EXERCISE: Filter the entries down to the lines holding "label", then copy those lines.

** Opening SUPPLIED RECORDS block **

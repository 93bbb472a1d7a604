//! Textual guard syntax.
//!
//! Atoms compare a tagged variable (`x_r` for the value before firing, `x_w`
//! for the value written by the transition) with a constant or with another
//! tagged variable plus an optional numeric offset. Atoms are joined with
//! `&&` and `||`, where `&&` binds tighter:
//!
//! ```text
//! amount_r >= 100 && status_w == "approved" || retry_w == false
//! ```
#![allow(unused_assignments)]

use std::collections::BTreeMap;

use miette::{Diagnostic, NamedSource, SourceSpan};
use num::rational::Rational64;
use num::Zero;
use pest::Parser;
use pest_derive::Parser;
use thiserror::Error;

use crate::formula::{Atom, CmpOp, Domain, Formula, Value, VarRef};

#[derive(Parser)]
#[grammar = "formula.pest"]
struct FormulaParser;

type Pair<'a> = pest::iterators::Pair<'a, Rule>;

#[derive(Debug, Error, Diagnostic)]
pub enum FormulaParseError {
    #[error("Syntax error in guard: {message}")]
    #[diagnostic(code(dpn::formula::syntax))]
    Syntax {
        message: String,
        #[label("here")]
        span: SourceSpan,
        #[source_code]
        src: NamedSource<String>,
    },

    #[error("Unknown variable '{name}'")]
    #[diagnostic(code(dpn::formula::unknown_variable))]
    UnknownVariable {
        name: String,
        #[label("not declared")]
        span: SourceSpan,
        #[source_code]
        src: NamedSource<String>,
    },

    #[error("Variable '{name}' needs a _r or _w suffix")]
    #[diagnostic(
        code(dpn::formula::missing_tag),
        help("use name_r for the value before firing and name_w for the written value")
    )]
    MissingAccessTag {
        name: String,
        #[label("untagged")]
        span: SourceSpan,
        #[source_code]
        src: NamedSource<String>,
    },

    #[error("Ill-typed atom: {message}")]
    #[diagnostic(code(dpn::formula::type_error))]
    Type {
        message: String,
        #[label("in this atom")]
        span: SourceSpan,
        #[source_code]
        src: NamedSource<String>,
    },
}

struct Ctx<'a> {
    text: &'a str,
    origin: &'a str,
    domains: &'a BTreeMap<String, Domain>,
}

impl Ctx<'_> {
    fn src(&self) -> NamedSource<String> {
        NamedSource::new(self.origin, self.text.to_string())
    }

    fn span(pair: &Pair<'_>) -> SourceSpan {
        let s = pair.as_span();
        (s.start(), s.end() - s.start()).into()
    }

    fn type_error(&self, pair: &Pair<'_>, message: impl Into<String>) -> FormulaParseError {
        FormulaParseError::Type {
            message: message.into(),
            span: Self::span(pair),
            src: self.src(),
        }
    }
}

/// Parses guard text. `domains` maps every declared variable to its domain.
pub fn parse(text: &str, domains: &BTreeMap<String, Domain>) -> Result<Formula, FormulaParseError> {
    parse_named(text, "guard", domains)
}

/// Like [`parse`], naming the source in diagnostics (e.g. the transition id).
pub fn parse_named(
    text: &str,
    origin: &str,
    domains: &BTreeMap<String, Domain>,
) -> Result<Formula, FormulaParseError> {
    let ctx = Ctx {
        text,
        origin,
        domains,
    };
    let mut pairs = FormulaParser::parse(Rule::formula, text).map_err(|e| {
        let (start, end) = match e.location {
            pest::error::InputLocation::Pos(p) => (p, p + 1),
            pest::error::InputLocation::Span((s, e)) => (s, e),
        };
        let start = start.min(text.len());
        let len = end.min(text.len()).saturating_sub(start);
        FormulaParseError::Syntax {
            message: e.variant.message().to_string(),
            span: (start, len).into(),
            src: ctx.src(),
        }
    })?;
    let root = pairs.next().and_then(|f| f.into_inner().next());
    match root {
        Some(disjunction) => build_disjunction(&ctx, disjunction),
        None => Ok(Formula::True),
    }
}

fn build_disjunction(ctx: &Ctx<'_>, pair: Pair<'_>) -> Result<Formula, FormulaParseError> {
    let parts = pair
        .into_inner()
        .map(|c| build_conjunction(ctx, c))
        .collect::<Result<Vec<_>, _>>()?;
    Ok(Formula::or(parts))
}

fn build_conjunction(ctx: &Ctx<'_>, pair: Pair<'_>) -> Result<Formula, FormulaParseError> {
    let mut parts = Vec::new();
    for literal in pair.into_inner() {
        let part = match literal.as_rule() {
            Rule::atom => Formula::Atom(build_atom(ctx, literal)?),
            Rule::bool_lit => bool_formula(literal.as_str()),
            Rule::disjunction => build_disjunction(ctx, literal)?,
            other => {
                return Err(ctx.type_error(&literal, format!("unexpected {other:?}")));
            }
        };
        parts.push(part);
    }
    Ok(Formula::and(parts))
}

fn bool_formula(text: &str) -> Formula {
    if text == "true" {
        Formula::True
    } else {
        Formula::False
    }
}

enum Side<'a> {
    Var(VarRef, Rational64),
    Const(Pair<'a>),
}

fn build_atom(ctx: &Ctx<'_>, pair: Pair<'_>) -> Result<Atom, FormulaParseError> {
    let atom_pair = pair.clone();
    let mut inner = pair.into_inner();
    let (Some(lhs), Some(op), Some(rhs)) = (inner.next(), inner.next(), inner.next()) else {
        return Err(ctx.type_error(&atom_pair, "incomplete atom"));
    };
    let op = parse_op(op.as_str());
    let lhs = build_side(ctx, lhs)?;
    let rhs = build_side(ctx, rhs)?;

    let atom = match (lhs, rhs) {
        (Side::Var(a, ka), Side::Var(b, kb)) => {
            if a.domain != b.domain {
                return Err(ctx.type_error(
                    &atom_pair,
                    format!("cannot compare {} '{a}' with {} '{b}'", a.domain, b.domain),
                ));
            }
            Atom::with_offset(a, op, b, kb - ka)
        }
        (Side::Var(a, ka), Side::Const(c)) => {
            let value = constant(ctx, &c, a.domain, -ka)?;
            Atom::with_const(a, op, value)
        }
        (Side::Const(c), Side::Var(b, kb)) => {
            let value = constant(ctx, &c, b.domain, -kb)?;
            Atom::with_const(b, op.flip(), value)
        }
        (Side::Const(_), Side::Const(_)) => {
            return Err(ctx.type_error(&atom_pair, "an atom must mention a variable"));
        }
    };
    if !atom.lhs.domain.supports(atom.op) {
        return Err(ctx.type_error(
            &atom_pair,
            format!("operator '{}' is not defined on {} values", atom.op, atom.lhs.domain),
        ));
    }
    Ok(atom)
}

fn parse_op(text: &str) -> CmpOp {
    match text {
        "!=" => CmpOp::Ne,
        "<" => CmpOp::Lt,
        "<=" => CmpOp::Le,
        ">" => CmpOp::Gt,
        ">=" => CmpOp::Ge,
        _ => CmpOp::Eq,
    }
}

fn build_side<'a>(ctx: &Ctx<'_>, operand: Pair<'a>) -> Result<Side<'a>, FormulaParseError> {
    let operand_pair = operand.clone();
    let Some(inner) = operand.into_inner().next() else {
        return Err(ctx.type_error(&operand_pair, "empty operand"));
    };
    if inner.as_rule() != Rule::var_term {
        return Ok(Side::Const(inner));
    }
    let mut parts = inner.into_inner();
    let Some(ident) = parts.next() else {
        return Err(ctx.type_error(&operand_pair, "empty operand"));
    };
    let var = resolve_var(ctx, &ident)?;
    let offset = match parts.next() {
        None => Rational64::zero(),
        Some(offset) => {
            if !var.domain.is_numeric() {
                return Err(ctx.type_error(
                    &offset,
                    format!("offsets are not defined on {} variable '{var}'", var.domain),
                ));
            }
            let mut pieces = offset.clone().into_inner();
            let negative = pieces.next().map(|s| s.as_str() == "-").unwrap_or(false);
            let magnitude = match pieces.next() {
                Some(n) => parse_number(ctx, &n)?,
                None => return Err(ctx.type_error(&offset, "missing offset")),
            };
            if var.domain == Domain::Int && !magnitude.is_integer() {
                return Err(ctx.type_error(&offset, "integer variables take integer offsets"));
            }
            if negative {
                -magnitude
            } else {
                magnitude
            }
        }
    };
    Ok(Side::Var(var, offset))
}

fn resolve_var(ctx: &Ctx<'_>, ident: &Pair<'_>) -> Result<VarRef, FormulaParseError> {
    let text = ident.as_str();
    let (name, write) = if let Some(name) = text.strip_suffix("_r") {
        (name, false)
    } else if let Some(name) = text.strip_suffix("_w") {
        (name, true)
    } else {
        return Err(FormulaParseError::MissingAccessTag {
            name: text.to_string(),
            span: Ctx::span(ident),
            src: ctx.src(),
        });
    };
    let Some(&domain) = ctx.domains.get(name) else {
        return Err(FormulaParseError::UnknownVariable {
            name: name.to_string(),
            span: Ctx::span(ident),
            src: ctx.src(),
        });
    };
    Ok(if write {
        VarRef::write(name, domain)
    } else {
        VarRef::read(name, domain)
    })
}

/// Converts a literal to a constant of `domain`, shifted by `shift` for
/// numeric domains.
fn constant(
    ctx: &Ctx<'_>,
    pair: &Pair<'_>,
    domain: Domain,
    shift: Rational64,
) -> Result<Value, FormulaParseError> {
    let mismatch = || {
        ctx.type_error(
            pair,
            format!("'{}' is not a {domain} constant", pair.as_str()),
        )
    };
    match (pair.as_rule(), domain) {
        (Rule::bool_lit, Domain::Bool) => Ok(Value::Bool(pair.as_str() == "true")),
        (Rule::string_lit, Domain::Str) => {
            let body = pair
                .clone()
                .into_inner()
                .next()
                .map(|b| unescape(b.as_str()))
                .unwrap_or_default();
            Ok(Value::Str(body))
        }
        (Rule::number, Domain::Int | Domain::Real) => {
            let n = parse_number(ctx, pair)? + shift;
            Value::numeric(domain, n).ok_or_else(mismatch)
        }
        _ => Err(mismatch()),
    }
}

fn parse_number(ctx: &Ctx<'_>, pair: &Pair<'_>) -> Result<Rational64, FormulaParseError> {
    let text = pair.as_str();
    let out_of_range = || ctx.type_error(pair, format!("number '{text}' is out of range"));
    let (decimal, denom) = match text.split_once('/') {
        Some((d, q)) => (d, q.parse::<i64>().map_err(|_| out_of_range())?),
        None => (text, 1),
    };
    if denom == 0 {
        return Err(ctx.type_error(pair, "division by zero"));
    }
    let negative = decimal.starts_with('-');
    let digits = decimal.trim_start_matches('-');
    let value = match digits.split_once('.') {
        Some((int, frac)) => {
            let scale = 10i64
                .checked_pow(frac.len() as u32)
                .ok_or_else(out_of_range)?;
            let joined = format!("{int}{frac}")
                .parse::<i64>()
                .map_err(|_| out_of_range())?;
            Rational64::new(joined, scale)
        }
        None => Rational64::from_integer(digits.parse::<i64>().map_err(|_| out_of_range())?),
    };
    let value = value / Rational64::from_integer(denom);
    Ok(if negative { -value } else { value })
}

fn unescape(body: &str) -> String {
    let mut out = String::with_capacity(body.len());
    let mut chars = body.chars();
    while let Some(c) = chars.next() {
        if c == '\\' {
            if let Some(next) = chars.next() {
                out.push(next);
            }
        } else {
            out.push(c);
        }
    }
    out
}

/// Renders a formula in the guard syntax as a two-level `||` of `&&`
/// conjunctions.
pub fn serialize(formula: &Formula) -> String {
    let disjuncts = formula.disjuncts();
    if disjuncts.is_empty() {
        return "false".to_string();
    }
    disjuncts
        .iter()
        .map(|conj| {
            if conj.is_empty() {
                "true".to_string()
            } else {
                conj.iter()
                    .map(Atom::to_string)
                    .collect::<Vec<_>>()
                    .join(" && ")
            }
        })
        .collect::<Vec<_>>()
        .join(" || ")
}

#[cfg(test)]
mod tests {
    use super::*;

    fn domains() -> BTreeMap<String, Domain> {
        [
            ("x", Domain::Int),
            ("y", Domain::Int),
            ("r", Domain::Real),
            ("b", Domain::Bool),
            ("s", Domain::Str),
        ]
        .into_iter()
        .map(|(n, d)| (n.to_string(), d))
        .collect()
    }

    #[test]
    fn and_binds_tighter_than_or() {
        let f = parse("x_r > 1 && y_r < 2 || b_w == true", &domains()).unwrap();
        let d = f.disjuncts();
        assert_eq!(d.len(), 2);
        assert_eq!(d[0].len(), 2);
        assert_eq!(d[1].len(), 1);
    }

    #[test]
    fn constant_on_the_left_is_flipped() {
        let f = parse("5 < x_w", &domains()).unwrap();
        assert_eq!(
            f,
            Formula::atom(Atom::with_const(
                VarRef::write("x", Domain::Int),
                CmpOp::Gt,
                Value::Int(5)
            ))
        );
    }

    #[test]
    fn offsets_are_normalised_onto_the_right() {
        let f = parse("x_w - 1 == y_r + 2", &domains()).unwrap();
        assert_eq!(serialize(&f), "x_w == y_r + 3");
        let g = parse("x_w + 2 >= 7", &domains()).unwrap();
        assert_eq!(serialize(&g), "x_w >= 5");
    }

    #[test]
    fn reals_and_strings() {
        let f = parse("r_r >= 2.5 && s_w != \"a \\\"b\\\"\"", &domains()).unwrap();
        let text = serialize(&f);
        assert_eq!(text, "r_r >= 2.5 && s_w != \"a \\\"b\\\"\"");
        assert_eq!(parse(&text, &domains()).unwrap(), f);
        let third = parse("r_r < 1/3", &domains()).unwrap();
        assert_eq!(serialize(&third), "r_r < 1/3");
    }

    #[test]
    fn serialize_roundtrips_dnf() {
        let text = "x_r > 1 && y_w == x_r || b_r != false";
        let f = parse(text, &domains()).unwrap();
        assert_eq!(serialize(&f), text);
    }

    #[test]
    fn parenthesised_groups_are_accepted() {
        let f = parse("(x_r > 1 || x_r < -1) && b_r == true", &domains()).unwrap();
        assert_eq!(f.disjuncts().len(), 2);
        assert_eq!(serialize(&Formula::True), "true");
        assert_eq!(serialize(&Formula::False), "false");
    }

    #[test]
    fn errors_carry_context() {
        assert!(matches!(
            parse("z_r > 1", &domains()),
            Err(FormulaParseError::UnknownVariable { .. })
        ));
        assert!(matches!(
            parse("x > 1", &domains()),
            Err(FormulaParseError::MissingAccessTag { .. })
        ));
        assert!(matches!(
            parse("s_r < \"b\"", &domains()),
            Err(FormulaParseError::Type { .. })
        ));
        assert!(matches!(
            parse("x_r > 1.5", &domains()),
            Err(FormulaParseError::Type { .. })
        ));
        assert!(matches!(
            parse("x_r >", &domains()),
            Err(FormulaParseError::Syntax { .. })
        ));
    }
}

** Closing SUPPLIED RECORDS block **

YOUR RESPONSE:
        #[label("here")]
        #[label("not declared")]
        #[label("untagged")]
        #[label("in this atom")]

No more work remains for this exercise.